[Dataset entries]
***

//! Acquisition requests and the cancellation-safe handoff.
//!
//! Each `acquire` creates a single-use reply slot backed by a oneshot
//! channel. The coordinator keeps the sending half ([`Waiter`]); the caller
//! keeps the receiving half ([`ReplySlot`]). Closing the receiver is the
//! abandon transition and a successful send is the fulfil transition; the
//! channel guarantees only one of them wins.

use std::collections::VecDeque;

use tokio::sync::oneshot;

use crate::connection::Connection;
use crate::coordinator::Mailbox;
use crate::error::{PoolError, PoolResult};

/// Create the two halves of a reply slot.
pub(crate) fn reply_slot<C: Connection>(mailbox: Mailbox<C>) -> (Waiter<C>, ReplySlot<C>) {
    let (tx, rx) = oneshot::channel();
    (Waiter { tx }, ReplySlot { rx, mailbox })
}

/// Coordinator side of a pending acquire.
#[derive(Debug)]
pub(crate) struct Waiter<C> {
    tx: oneshot::Sender<PoolResult<C>>,
}

impl<C> Waiter<C> {
    /// Hand `conn` to the caller.
    ///
    /// Gives the connection back if the caller already abandoned the slot.
    pub(crate) fn handoff(self, conn: C) -> Result<(), C> {
        if let Err(Ok(conn)) = self.tx.send(Ok(conn)) {
            return Err(conn);
        }
        Ok(())
    }

    /// Answer the caller with an error instead of a connection.
    pub(crate) fn refuse(self, err: PoolError) {
        let _ = self.tx.send(Err(err));
    }

    pub(crate) fn is_abandoned(&self) -> bool {
        self.tx.is_closed()
    }
}

/// FIFO of callers waiting for a connection.
#[derive(Debug)]
pub(crate) struct WaiterQueue<C> {
    waiters: VecDeque<Waiter<C>>,
}

impl<C> WaiterQueue<C> {
    pub(crate) fn new() -> Self {
        Self {
            waiters: VecDeque::new(),
        }
    }

    pub(crate) fn push(&mut self, waiter: Waiter<C>) {
        self.waiters.push_back(waiter);
    }

    /// Offer `conn` to waiters from the head.
    ///
    /// Abandoned waiters are discarded along the way. Returns the connection
    /// if nobody took it.
    pub(crate) fn offer(&mut self, mut conn: C) -> Option<C> {
        while let Some(waiter) = self.waiters.pop_front() {
            match waiter.handoff(conn) {
                Ok(()) => return None,
                Err(returned) => conn = returned,
            }
        }
        Some(conn)
    }

    /// Answer every waiter with `err`.
    pub(crate) fn refuse_all(&mut self, err: PoolError) {
        for waiter in self.waiters.drain(..) {
            waiter.refuse(err.clone());
        }
    }

    pub(crate) fn len(&self) -> usize {
        self.waiters.len()
    }
}

/// Caller side of a pending acquire.
///
/// Dropping the slot abandons it. A connection that was handed over but never
/// received is routed back to the pool rather than dropped.
pub(crate) struct ReplySlot<C: Connection> {
    rx: oneshot::Receiver<PoolResult<C>>,
    mailbox: Mailbox<C>,
}

impl<C: Connection> ReplySlot<C> {
    /// Wait for the coordinator's answer.
    pub(crate) async fn recv(&mut self) -> PoolResult<C> {
        match (&mut self.rx).await {
            Ok(reply) => reply,
            // The coordinator dropped the waiter without answering: it exited.
            Err(_) => Err(PoolError::PoolClosed),
        }
    }

    /// Abandon the slot.
    ///
    /// If the coordinator answered before the abandon took effect the answer
    /// stands and is returned.
    pub(crate) fn cancel(&mut self) -> PoolResult<C> {
        self.rx.close();
        match self.rx.try_recv() {
            Ok(reply) => reply,
            Err(_) => Err(PoolError::Cancelled),
        }
    }
}

impl<C: Connection> Drop for ReplySlot<C> {
    fn drop(&mut self) {
        self.rx.close();
        if let Ok(Ok(conn)) = self.rx.try_recv() {
            self.mailbox.release(conn);
        }
    }
}

#[cfg(test)]
mod tests {
    use std::io;

    use tokio::sync::mpsc;

    use super::*;
    use crate::coordinator::Event;

    fn waiter() -> (Waiter<u32>, oneshot::Receiver<PoolResult<u32>>) {
        let (tx, rx) = oneshot::channel();
        (Waiter { tx }, rx)
    }

    #[derive(Debug, PartialEq)]
    struct Conn(u32);

    impl Connection for Conn {
        type Error = io::Error;

        async fn connect(&mut self) -> io::Result<()> {
            Ok(())
        }

        async fn close(&mut self) -> io::Result<()> {
            Ok(())
        }
    }

    fn slot_with_mailbox() -> (
        Waiter<Conn>,
        ReplySlot<Conn>,
        mpsc::UnboundedReceiver<Event<Conn>>,
    ) {
        let (tx, rx) = mpsc::unbounded_channel();
        let (waiter, slot) = reply_slot(Mailbox::from_sender(tx));
        (waiter, slot, rx)
    }

    #[test]
    fn cancel_after_handoff_returns_the_connection() {
        let (waiter, mut slot, mut events) = slot_with_mailbox();
        waiter.handoff(Conn(7)).unwrap();

        assert_eq!(slot.cancel(), Ok(Conn(7)));
        drop(slot);
        assert!(events.try_recv().is_err());
    }

    #[test]
    fn dropping_a_fulfilled_slot_releases_the_connection() {
        let (waiter, slot, mut events) = slot_with_mailbox();
        waiter.handoff(Conn(7)).unwrap();

        drop(slot);
        match events.try_recv() {
            Ok(Event::Release(conn)) => assert_eq!(conn, Conn(7)),
            _ => panic!("connection was not sent back to the mailbox"),
        }
    }

    #[test]
    fn handoff_after_cancel_is_refused() {
        let (waiter, mut slot, mut events) = slot_with_mailbox();

        assert_eq!(slot.cancel(), Err(PoolError::Cancelled));
        assert!(waiter.is_abandoned());
        assert_eq!(waiter.handoff(Conn(7)), Err(Conn(7)));
        drop(slot);
        assert!(events.try_recv().is_err());
    }

    #[test]
    fn handoff_to_live_waiter_succeeds() {
        let (w, mut rx) = waiter();
        assert!(w.handoff(7).is_ok());
        assert_eq!(rx.try_recv().unwrap(), Ok(7));
    }

    #[test]
    fn handoff_to_abandoned_waiter_returns_connection() {
        let (w, mut rx) = waiter();
        rx.close();
        assert!(w.is_abandoned());
        assert_eq!(w.handoff(7), Err(7));
    }

    #[test]
    fn offer_skips_abandoned_waiters_in_order() {
        let mut queue = WaiterQueue::new();
        let (gone, mut gone_rx) = waiter();
        let (first, mut first_rx) = waiter();
        let (second, mut second_rx) = waiter();
        gone_rx.close();
        queue.push(gone);
        queue.push(first);
        queue.push(second);

        assert_eq!(queue.offer(1), None);
        assert_eq!(first_rx.try_recv().unwrap(), Ok(1));
        assert!(second_rx.try_recv().is_err());
        assert_eq!(queue.len(), 1);
    }

    #[test]
    fn offer_returns_connection_when_nobody_waits() {
        let mut queue = WaiterQueue::new();
        let (gone, mut gone_rx) = waiter();
        gone_rx.close();
        queue.push(gone);

        assert_eq!(queue.offer(3), Some(3));
        assert_eq!(queue.len(), 0);
    }

    #[test]
    fn refuse_all_answers_every_waiter() {
        let mut queue = WaiterQueue::new();
        let (a, mut a_rx) = waiter();
        let (b, mut b_rx) = waiter();
        queue.push(a);
        queue.push(b);

        queue.refuse_all(PoolError::PoolClosed);
        assert_eq!(a_rx.try_recv().unwrap(), Err(PoolError::PoolClosed));
        assert_eq!(b_rx.try_recv().unwrap(), Err(PoolError::PoolClosed));
        assert_eq!(queue.len(), 0);
    }
}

***

Task ▸ Scan the lines above for "took", then copy every one that has it.

Your response ▸
    /// if nobody took it.
    /// If the coordinator answered before the abandon took effect the answer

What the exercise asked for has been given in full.